§ **PROBLEM TO SOLVE**: Nothing but an exact repeat of the entries below should appear in your answer.
AVAILABLE RECORDS Start Marker
/// Gates a new allocation and saves it to the store when accepted.
///
/// The id is assigned and the gate runs while the store holds the budget, so
/// concurrent submissions see each other's allocations.
///
/// # Errors
/// [`Error::BudgetNotFound`] if the budget does not exist, plus any evaluator
/// precondition error. A blocked allocation is `Ok(AllocationDecision::Blocked)`.
#[instrument(skip(store, registry, request), fields(category = %request.category_id))]
pub async fn submit_allocation<S, R>(
    store: &S,
    registry: &R,
    budget_id: &str,
    request: &AllocationRequest,
    policy: ReconciliationPolicy,
) -> Result<AllocationDecision>
where
    S: BudgetRepository,
    R: CategoryRepository + Sync + ?Sized,
{
    let decision = store
        .update_budget(budget_id, |budget| {
            let decision = propose_allocation(registry, budget, request, policy)?;
            if let AllocationDecision::Accepted { allocation, .. } = &decision {
                budget.insert_allocation(allocation.clone())?;
            }
            Ok(decision)
        })
        .await?;

    match &decision {
        AllocationDecision::Accepted { allocation, .. } => {
            info!(
                "Allocated {} to '{}' in budget {} as {}",
                allocation.allocated_amount(),
                allocation.category_id,
                budget_id,
                allocation.id
            );
        }
        AllocationDecision::Blocked { .. } => {
            warn!(
                "Blocked allocation to '{}' in budget {}: {:?}",
                request.category_id,
                budget_id,
                decision.messages()
            );
        }
    }

    Ok(decision)
}

/// Gates an edit of an allocation's amount and applies it when accepted.
///
/// The gate runs against the stored budget and the change is applied in the
/// same step, so spending recorded concurrently is not lost.
#[instrument(skip(store, registry))]
pub async fn submit_revision<S, R>(
    store: &S,
    registry: &R,
    budget_id: &str,
    allocation_id: &str,
    allocated_amount: Decimal,
    policy: ReconciliationPolicy,
) -> Result<AllocationDecision>
where
    S: BudgetRepository,
    R: CategoryRepository + Sync + ?Sized,
{
    let decision = store
        .update_budget(budget_id, |budget| {
            let decision =
                revise_allocation(registry, budget, allocation_id, allocated_amount, policy)?;
            if let AllocationDecision::Accepted { allocation, .. } = &decision {
                budget.upsert_allocation(allocation.clone());
            }
            Ok(decision)
        })
        .await?;

    if decision.is_accepted() {
        info!(
            "Revised allocation {} in budget {} to {}",
            allocation_id, budget_id, allocated_amount
        );
    } else {
        warn!(
            "Blocked revision of allocation {} in budget {}: {:?}",
            allocation_id,
            budget_id,
            decision.messages()
        );
    }

    Ok(decision)
}

pub(crate) async fn load_budget<S: BudgetRepository>(store: &S, budget_id: &str) -> Result<Budget> {
    store
        .get_budget(budget_id)
        .await?
        .ok_or_else(|| Error::BudgetNotFound {
            id: budget_id.to_string(),
        })
}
AVAILABLE RECORDS End Marker
§ **WRITTEN REPLY**:
/// Gates a new allocation and saves it to the store when accepted.
///
/// The id is assigned and the gate runs while the store holds the budget, so
/// concurrent submissions see each other's allocations.
///
/// # Errors
/// [`Error::BudgetNotFound`] if the budget does not exist, plus any evaluator
/// precondition error. A blocked allocation is `Ok(AllocationDecision::Blocked)`.
#[instrument(skip(store, registry, request), fields(category = %request.category_id))]
pub async fn submit_allocation<S, R>(
    store: &S,
    registry: &R,
    budget_id: &str,
    request: &AllocationRequest,
    policy: ReconciliationPolicy,
) -> Result<AllocationDecision>
where
    S: BudgetRepository,
    R: CategoryRepository + Sync + ?Sized,
{
    let decision = store
        .update_budget(budget_id, |budget| {
            let decision = propose_allocation(registry, budget, request, policy)?;
            if let AllocationDecision::Accepted { allocation, .. } = &decision {
                budget.insert_allocation(allocation.clone())?;
            }
            Ok(decision)
        })
        .await?;

    match &decision {
        AllocationDecision::Accepted { allocation, .. } => {
            info!(
                "Allocated {} to '{}' in budget {} as {}",
                allocation.allocated_amount(),
                allocation.category_id,
                budget_id,
                allocation.id
            );
        }
        AllocationDecision::Blocked { .. } => {
            warn!(
                "Blocked allocation to '{}' in budget {}: {:?}",
                request.category_id,
                budget_id,
                decision.messages()
            );
        }
    }

    Ok(decision)
}

/// Gates an edit of an allocation's amount and applies it when accepted.
///
/// The gate runs against the stored budget and the change is applied in the
/// same step, so spending recorded concurrently is not lost.
#[instrument(skip(store, registry))]
pub async fn submit_revision<S, R>(
    store: &S,
    registry: &R,
    budget_id: &str,
    allocation_id: &str,
    allocated_amount: Decimal,
    policy: ReconciliationPolicy,
) -> Result<AllocationDecision>
where
    S: BudgetRepository,
    R: CategoryRepository + Sync + ?Sized,
{
    let decision = store
        .update_budget(budget_id, |budget| {
            let decision =
                revise_allocation(registry, budget, allocation_id, allocated_amount, policy)?;
            if let AllocationDecision::Accepted { allocation, .. } = &decision {
                budget.upsert_allocation(allocation.clone());
            }
            Ok(decision)
        })
        .await?;

    if decision.is_accepted() {
        info!(
            "Revised allocation {} in budget {} to {}",
            allocation_id, budget_id, allocated_amount
        );
    } else {
        warn!(
            "Blocked revision of allocation {} in budget {}: {:?}",
            allocation_id,
            budget_id,
            decision.messages()
        );
    }

    Ok(decision)
}

pub(crate) async fn load_budget<S: BudgetRepository>(store: &S, budget_id: &str) -> Result<Budget> {
    store
        .get_budget(budget_id)
        .await?
        .ok_or_else(|| Error::BudgetNotFound {
            id: budget_id.to_string(),
        })
}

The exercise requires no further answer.